Reputation: 1926
Say that, for some reason, I want to fit a linear regression using PyTorch, as illustrated below.
How could I compute the Hessian matrix of the model to, ultimately, compute the standard error for my parameter estimates?
import torch
import torch.nn as nn
# set seed
torch.manual_seed(42)
# define the model
class OLS_pytorch(nn.Module):
def __init__(self, X, Y):
super(OLS_pytorch, self).__init__()
self.X = X
self.Y = Y
self.beta = nn.Parameter(torch.ones(X.shape[1], 1, requires_grad=True))
self.intercept = nn.Parameter(torch.ones(1, requires_grad=True))
self.loss = nn.MSELoss()
def forward(self):
return self.X @ self.beta + self.intercept
def fit(self, lr=0.01, epochs=1000):
optimizer = torch.optim.Adam(self.parameters(), lr=lr)
for epoch in range(epochs):
optimizer.zero_grad()
loss = self.loss(self.forward(), self.Y)
loss.backward()
optimizer.step()
if epoch % 10 == 0:
print(f"Epoch {epoch} loss: {loss.item()}")
return self
Generating some data and using the model
# Generate some data
X = torch.randn(100, 1)
Y = 2 * X + 3 + torch.randn(100, 1)
# fit the model
model = OLS_pytorch(X, Y)
model.fit()
#extract parameters
model.beta, model.intercept
#Epoch 980 loss: 0.7803605794906616
#Epoch 990 loss: 0.7803605794906616
#(Parameter containing:
# tensor([[2.0118]], requires_grad=True),
# Parameter containing:
# tensor([3.0357], requires_grad=True))
For instance, in R, using the same data and the lm()
function, I recover the same parameters, but I am also able to recover the Hessian matrix, and them I am able to compute standard errors.

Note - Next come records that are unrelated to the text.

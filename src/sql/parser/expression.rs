use miette::{Result, miette};

use crate::sql::expression::{BinaryOp, Expression, UnaryOp};
use crate::sql::lexer::{Op, SpannedToken, Token};

/// Recursive-descent expression parser over a token slice.
///
/// Precedence, lowest to highest: `||`, `^^`, `&&`, equality, comparison,
/// `+ -`, `* / %`, unary `!`, primary. The parser stops at the first token
/// that cannot continue an expression; the caller decides whether that token
/// is legal there.
pub struct ExpressionParser<'t> {
    tokens: &'t [SpannedToken],
    position: usize,
}

impl<'t> ExpressionParser<'t> {
    pub fn new(tokens: &'t [SpannedToken], position: usize) -> Self {
        Self { tokens, position }
    }

    /// Index of the first token not consumed by [`parse`](Self::parse).
    pub fn position(&self) -> usize {
        self.position
    }

    pub fn parse(&mut self) -> Result<Expression> {
        self.parse_logical_or()
    }

    fn peek(&self) -> Option<&Token> {
        self.tokens.get(self.position).map(|spanned| &spanned.token)
    }

    fn peek_op(&self) -> Option<Op> {
        match self.peek() {
            Some(Token::Operator(op)) => Some(*op),
            _ => None,
        }
    }

    fn advance(&mut self) {
        self.position += 1;
    }

    /// Folds a left-associative chain of binary operators at one level.
    fn parse_level(
        &mut self,
        accepts: impl Fn(Op) -> Option<BinaryOp>,
        next: impl Fn(&mut Self) -> Result<Expression>,
    ) -> Result<Expression> {
        let mut node = next(self)?;
        while let Some(op) = self.peek_op().and_then(&accepts) {
            self.advance();
            let right = next(self)?;
            node = Expression::Binary {
                op,
                left: Box::new(node),
                right: Box::new(right),
            };
        }
        Ok(node)
    }

    fn parse_logical_or(&mut self) -> Result<Expression> {
        self.parse_level(
            |op| (op == Op::Or).then_some(BinaryOp::Or),
            Self::parse_logical_xor,
        )
    }

    fn parse_logical_xor(&mut self) -> Result<Expression> {
        self.parse_level(
            |op| (op == Op::Xor).then_some(BinaryOp::Xor),
            Self::parse_logical_and,
        )
    }

    fn parse_logical_and(&mut self) -> Result<Expression> {
        self.parse_level(
            |op| (op == Op::And).then_some(BinaryOp::And),
            Self::parse_equality,
        )
    }

    fn parse_equality(&mut self) -> Result<Expression> {
        self.parse_level(
            |op| match op {
                Op::Equal | Op::DoubleEqual => Some(BinaryOp::Equal),
                Op::NotEqual => Some(BinaryOp::NotEqual),
                _ => None,
            },
            Self::parse_comparison,
        )
    }

    fn parse_comparison(&mut self) -> Result<Expression> {
        self.parse_level(
            |op| match op {
                Op::Less => Some(BinaryOp::Less),
                Op::LessEqual => Some(BinaryOp::LessEqual),
                Op::Greater => Some(BinaryOp::Greater),
                Op::GreaterEqual => Some(BinaryOp::GreaterEqual),
                _ => None,
            },
            Self::parse_term,
        )
    }

    fn parse_term(&mut self) -> Result<Expression> {
        self.parse_level(
            |op| match op {
                Op::Plus => Some(BinaryOp::Add),
                Op::Minus => Some(BinaryOp::Subtract),
                _ => None,
            },
            Self::parse_factor,
        )
    }

    fn parse_factor(&mut self) -> Result<Expression> {
        self.parse_level(
            |op| match op {
                Op::Star => Some(BinaryOp::Multiply),
                Op::Slash => Some(BinaryOp::Divide),
                Op::Percent => Some(BinaryOp::Modulo),
                _ => None,
            },
            Self::parse_unary,
        )
    }

    fn parse_unary(&mut self) -> Result<Expression> {
        if self.peek_op() == Some(Op::Not) {
            self.advance();
            let operand = self.parse_unary()?;
            return Ok(Expression::Unary {
                op: UnaryOp::Not,
                operand: Box::new(operand),
            });
        }
        self.parse_primary()
    }

    fn parse_primary(&mut self) -> Result<Expression> {
        let token = self
            .peek()
            .ok_or_else(|| miette!("Unexpected end of expression."))?
            .clone();

        let expr = match token {
            Token::Length(name) => Expression::Unary {
                op: UnaryOp::Length,
                operand: Box::new(Expression::Variable(name)),
            },
            Token::LeftParen => {
                self.advance();
                let inner = self.parse_logical_or()?;
                if self.peek() != Some(&Token::RightParen) {
                    return Err(miette!("Expected ')' after expression."));
                }
                inner
            }
            Token::IntLiteral(value) => Expression::Literal(crate::types::Value::Int(value)),
            Token::BoolLiteral(value) => Expression::Literal(crate::types::Value::Bool(value)),
            Token::StringLiteral(value) => Expression::Literal(crate::types::Value::Str(value)),
            Token::BytesLiteral(value) => Expression::Literal(crate::types::Value::Bytes(value)),
            Token::Identifier(name) => Expression::Variable(name),
            _ => return Err(miette!("Unexpected token in expression.")),
        };

        self.advance();
        Ok(expr)
    }
}
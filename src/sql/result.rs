use std::fmt::{self, Display};

use crate::types::{DataType, Value};

/// Metadata for one result column.
#[derive(Debug, Clone, PartialEq)]
pub struct ResultColumn {
    name: String,
    data_type: DataType,
}

impl ResultColumn {
    pub fn new(name: impl Into<String>, data_type: DataType) -> Self {
        Self {
            name: name.into(),
            data_type,
        }
    }

    pub fn name(&self) -> &str {
        &self.name
    }

    pub fn data_type(&self) -> &DataType {
        &self.data_type
    }
}

/// The outcome of `Database::execute`: a data matrix with column metadata,
/// or an error message. Never both.
///
/// The result owns a snapshot of the returned rows; it stays valid however
/// the database changes afterwards.
#[derive(Debug)]
pub struct QueryResult {
    columns: Vec<ResultColumn>,
    data: Vec<Vec<Option<Value>>>,
    error: Option<String>,
}

impl QueryResult {
    /// A successful result with no rows (DDL statements).
    pub fn ok() -> Self {
        Self {
            columns: Vec::new(),
            data: Vec::new(),
            error: None,
        }
    }

    pub fn with_data(columns: Vec<ResultColumn>, data: Vec<Vec<Option<Value>>>) -> Self {
        Self {
            columns,
            data,
            error: None,
        }
    }

    pub fn error(message: impl Into<String>) -> Self {
        Self {
            columns: Vec::new(),
            data: Vec::new(),
            error: Some(message.into()),
        }
    }

    pub fn is_ok(&self) -> bool {
        self.error.is_none()
    }

    pub fn error_message(&self) -> Option<&str> {
        self.error.as_deref()
    }

    /// Row-major data: `data()[row][col]`, `None` for NULL.
    pub fn data(&self) -> &[Vec<Option<Value>>] {
        &self.data
    }

    pub fn columns(&self) -> &[ResultColumn] {
        &self.columns
    }

    /// Iterates the rows as name-addressable views.
    pub fn rows(&self) -> impl Iterator<Item = ResultRow<'_>> {
        self.data.iter().map(|values| ResultRow {
            columns: &self.columns,
            values,
        })
    }
}

/// A single result row addressable by column name.
#[derive(Debug, Clone, Copy)]
pub struct ResultRow<'a> {
    columns: &'a [ResultColumn],
    values: &'a [Option<Value>],
}

impl<'a> ResultRow<'a> {
    /// The value under `name`; `None` for NULL or an unknown column.
    pub fn get(&self, name: &str) -> Option<&'a Value> {
        let position = self.columns.iter().position(|c| c.name() == name)?;
        self.values.get(position)?.as_ref()
    }

    pub fn values(&self) -> &'a [Option<Value>] {
        self.values
    }
}

/// ASCII-table rendering for debug printing: a name row, a type row, then
/// the data rows, with `NULL` spelled out.
impl Display for QueryResult {
    fn fmt(&self, f: &mut fmt::Formatter<'_>) -> fmt::Result {
        if let Some(error) = &self.error {
            return writeln!(f, "Error: {}", error);
        }
        if self.columns.is_empty() {
            return writeln!(f, "OK");
        }

        let rendered: Vec<Vec<String>> = self
            .data
            .iter()
            .map(|row| {
                self.columns
                    .iter()
                    .enumerate()
                    .map(|(i, _)| match row.get(i) {
                        Some(Some(value)) => value.to_string(),
                        _ => "NULL".to_string(),
                    })
                    .collect()
            })
            .collect();

        let widths: Vec<usize> = self
            .columns
            .iter()
            .enumerate()
            .map(|(i, column)| {
                let mut width = column.name().len().max(column.data_type().to_string().len());
                for row in &rendered {
                    width = width.max(row[i].len());
                }
                width.max(4)
            })
            .collect();

        let separator = |f: &mut fmt::Formatter<'_>| -> fmt::Result {
            for width in &widths {
                write!(f, "+{}", "-".repeat(width + 2))?;
            }
            writeln!(f, "+")
        };

        let write_row = |f: &mut fmt::Formatter<'_>, cells: &[String]| -> fmt::Result {
            for (cell, width) in cells.iter().zip(&widths) {
                write!(f, "| {:<width$} ", cell, width = *width)?;
            }
            writeln!(f, "|")
        };

        separator(f)?;
        let names: Vec<String> = self.columns.iter().map(|c| c.name().to_string()).collect();
        write_row(f, &names)?;
        let types: Vec<String> = self
            .columns
            .iter()
            .map(|c| c.data_type().to_string())
            .collect();
        write_row(f, &types)?;
        separator(f)?;

        for row in &rendered {
            write_row(f, row)?;
        }
        separator(f)
    }
}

ols <- lm(Y ~ X, data = xy)
ols$coefficients
#(Intercept) X
# 3.035674 2.011811
vcov(ols)
# (Intercept) X
# (Intercept) 0.0079923921 -0.0004940884
# X -0.0004940884 0.0082671053
summary(ols)
# Coefficients:
# Estimate Std. Error t value Pr(>|t|)
# (Intercept) 3.03567 0.08940 33.96 <2e-16 ***
# X 2.01181 0.09092 22.13 <2e-16 ***
# ---
# Signif. codes: 0 ‘***’ 0.001 ‘**’ 0.01 ‘*’ 0.05 ‘.’ 0.1 ‘ ’ 1
UPDATE: Using the answer from @cherrywoods
here is how you would match the standard errors produced by lm()
in R
# predict
y_pred = model.X @ model.beta + model.intercept
sigma_hat = torch.sum((y_pred - model.Y)**2)/ (N-2) #2 is the number of estimated parameters.
from torch.autograd.functional import hessian
def loss(beta, intercept):
y_pred = model.X @ beta + intercept
return model.loss(y_pred, model.Y)
H = torch.Tensor(hessian(loss, (model.beta, model.intercept)))
vcov = torch.sqrt(torch.diag(sigma_hat*torch.inverse(H/2)) )
print(vcov)
#tensor([0.9092, 0.8940], grad_fn=<SqrtBackward0>)
Upvotes: 2
Views: 646
Reputation: 1361
You can compute the Hessian using torch.autograd.functional.hessian.
from torch.autograd.functional import hessian
def loss(beta, intercept):
y_pred = model.X @ beta + intercept
return model.loss(y_pred, model.Y)
H = hessian(loss, (model.beta, model.intercept))
Upvotes: 1